YOUR GOAL:
Go through the records below and copy out every line that contains the word "rows".

*** EXERCISE MATERIAL Section Begins ***

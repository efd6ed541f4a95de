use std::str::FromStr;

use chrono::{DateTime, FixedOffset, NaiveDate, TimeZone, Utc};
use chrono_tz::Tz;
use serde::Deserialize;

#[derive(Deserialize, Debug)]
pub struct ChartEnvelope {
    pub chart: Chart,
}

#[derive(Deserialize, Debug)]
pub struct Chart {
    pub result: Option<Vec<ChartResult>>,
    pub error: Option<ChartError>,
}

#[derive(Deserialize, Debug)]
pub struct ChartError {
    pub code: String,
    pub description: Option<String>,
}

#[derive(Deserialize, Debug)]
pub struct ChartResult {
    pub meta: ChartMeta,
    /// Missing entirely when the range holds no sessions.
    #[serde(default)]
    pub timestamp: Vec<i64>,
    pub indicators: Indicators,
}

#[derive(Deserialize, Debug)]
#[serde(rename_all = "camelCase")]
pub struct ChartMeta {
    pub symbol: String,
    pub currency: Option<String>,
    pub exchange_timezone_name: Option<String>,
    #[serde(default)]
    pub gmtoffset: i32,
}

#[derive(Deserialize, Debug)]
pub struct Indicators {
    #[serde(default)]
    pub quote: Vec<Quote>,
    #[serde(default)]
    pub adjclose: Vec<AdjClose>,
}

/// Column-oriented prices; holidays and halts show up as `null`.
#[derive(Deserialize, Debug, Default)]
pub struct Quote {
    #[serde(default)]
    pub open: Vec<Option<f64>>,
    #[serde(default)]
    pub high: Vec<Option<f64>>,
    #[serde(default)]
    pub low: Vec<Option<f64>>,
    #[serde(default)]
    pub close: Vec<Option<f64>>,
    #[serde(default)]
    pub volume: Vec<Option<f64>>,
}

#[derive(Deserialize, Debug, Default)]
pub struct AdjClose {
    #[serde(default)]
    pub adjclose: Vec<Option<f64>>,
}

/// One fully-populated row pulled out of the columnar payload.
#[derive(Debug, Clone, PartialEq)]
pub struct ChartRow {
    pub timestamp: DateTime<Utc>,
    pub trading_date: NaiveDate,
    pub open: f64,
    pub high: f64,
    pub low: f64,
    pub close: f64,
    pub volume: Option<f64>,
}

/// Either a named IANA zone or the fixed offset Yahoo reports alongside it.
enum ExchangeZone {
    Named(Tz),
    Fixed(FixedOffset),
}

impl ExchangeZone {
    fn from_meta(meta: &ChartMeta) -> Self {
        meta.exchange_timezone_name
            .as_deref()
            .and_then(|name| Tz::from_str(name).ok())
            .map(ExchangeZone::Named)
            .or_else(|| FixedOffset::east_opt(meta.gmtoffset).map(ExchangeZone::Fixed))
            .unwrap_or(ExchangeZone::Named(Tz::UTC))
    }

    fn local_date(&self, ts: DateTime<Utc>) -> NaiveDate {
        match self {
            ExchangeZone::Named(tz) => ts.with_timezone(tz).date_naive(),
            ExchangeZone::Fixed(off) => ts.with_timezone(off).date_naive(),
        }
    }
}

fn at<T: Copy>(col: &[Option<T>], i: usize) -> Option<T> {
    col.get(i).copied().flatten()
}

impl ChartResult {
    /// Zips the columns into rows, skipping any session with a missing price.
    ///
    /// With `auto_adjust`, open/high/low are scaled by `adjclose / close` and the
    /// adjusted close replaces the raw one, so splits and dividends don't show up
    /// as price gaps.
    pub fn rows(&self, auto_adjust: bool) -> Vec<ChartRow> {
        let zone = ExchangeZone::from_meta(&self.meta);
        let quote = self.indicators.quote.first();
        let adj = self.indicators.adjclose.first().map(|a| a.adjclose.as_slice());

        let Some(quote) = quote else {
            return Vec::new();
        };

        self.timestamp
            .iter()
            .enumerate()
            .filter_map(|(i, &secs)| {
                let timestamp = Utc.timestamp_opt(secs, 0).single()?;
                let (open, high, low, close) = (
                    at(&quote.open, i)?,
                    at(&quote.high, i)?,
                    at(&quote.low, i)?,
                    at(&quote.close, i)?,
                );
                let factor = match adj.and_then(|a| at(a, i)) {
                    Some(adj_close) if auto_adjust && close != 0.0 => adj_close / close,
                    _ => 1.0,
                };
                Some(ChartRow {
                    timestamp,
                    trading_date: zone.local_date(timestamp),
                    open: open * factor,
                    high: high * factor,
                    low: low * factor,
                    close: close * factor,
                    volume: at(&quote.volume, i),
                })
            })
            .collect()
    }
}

*** EXERCISE MATERIAL Section Ends ***

TASK SOLUTION:
    /// Zips the columns into rows, skipping any session with a missing price.
    pub fn rows(&self, auto_adjust: bool) -> Vec<ChartRow> {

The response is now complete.